ACTIVITY → From the line with "pub fn new(options: ConvertOptions)" to the last line of the material, both inclusive, transcribe every line exactly and nothing else.

RECORD SET →
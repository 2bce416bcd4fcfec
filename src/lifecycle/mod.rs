//! Lifecycle Controller
//!
//! Drives the service through `Starting -> Running -> Draining -> Stopped`.
//!
//! ## Phases
//! - **Starting**: Creates the storage directory (fatal if that fails) and restores the
//!   collection from disk. A missing or malformed file is logged and the service starts
//!   with an empty collection.
//! - **Running**: Serves HTTP until a shutdown signal (SIGINT / SIGTERM) arrives.
//! - **Draining**: Stops accepting connections, waits for in-flight requests, then saves
//!   the collection once. A failed save is logged and not retried.
//! - **Stopped**: Terminal. The process exits cleanly whatever the drain save did.

pub mod controller;
//! Conversion pipeline from GitHub-flavored README text to readme.txt text.
//!
//! The pipeline is a pure function of the document and the environment
//! name: visibility resolution first, syntax rewriting second. No I/O
//! happens here; see [`crate::writer`] for the file-level orchestration.

use crate::rewrite::SyntaxRewriter;
use crate::visibility;

/// Options for README conversion.
#[derive(Debug, Clone, Default)]
pub struct ConvertOptions {
    /// Active environment name for conditional visibility sections.
    ///
    /// `None` disables the environment-conditional passes, leaving
    /// `only:<env>` and `not:<env>` markers verbatim.
    pub env: Option<String>,
}

impl ConvertOptions {
    /// Create new conversion options.
    pub fn new() -> Self {
        Self::default()
    }

    /// Set the active environment name.
    pub fn with_env(mut self, env: impl Into<String>) -> Self {
        self.env = Some(env.into());
        self
    }

    /// Read the environment name from the `WP_README_ENV` process variable.
    pub fn from_env() -> Self {
        Self {
            env: std::env::var("WP_README_ENV").ok(),
        }
    }
}

/// README-to-readme.txt converter.
pub struct Converter {
    options: ConvertOptions,
    rewriter: SyntaxRewriter,
}

impl Converter {
    /// Create a converter with the given options.
    pub fn new(options: ConvertOptions) -> Self {
        Self {
            options,
            rewriter: SyntaxRewriter::new(),
        }
    }

    /// Convert a whole README document.
    ///
    /// Identical inputs always produce identical output; the converter
    /// holds no mutable state between calls.
    pub fn convert(&self, input: &str) -> String {
        let resolved = visibility::resolve(input, self.options.env.as_deref());
        self.rewriter.rewrite(&resolved)
    }
}

impl Default for Converter {
    fn default() -> Self {
        Self::new(ConvertOptions::default())
    }
}

/// Convert a README string with the given options.
pub fn convert(input: &str, options: &ConvertOptions) -> String {
    Converter::new(options.clone()).convert(input)
}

SOLUTION →
    pub fn new(options: ConvertOptions) -> Self {
        Self {
            options,
            rewriter: SyntaxRewriter::new(),
        }
    }

    /// Convert a whole README document.
    ///
    /// Identical inputs always produce identical output; the converter
    /// holds no mutable state between calls.
    pub fn convert(&self, input: &str) -> String {
        let resolved = visibility::resolve(input, self.options.env.as_deref());
        self.rewriter.rewrite(&resolved)
    }
}

impl Default for Converter {
    fn default() -> Self {
        Self::new(ConvertOptions::default())
    }
}

/// Convert a README string with the given options.
pub fn convert(input: &str, options: &ConvertOptions) -> String {
    Converter::new(options.clone()).convert(input)
}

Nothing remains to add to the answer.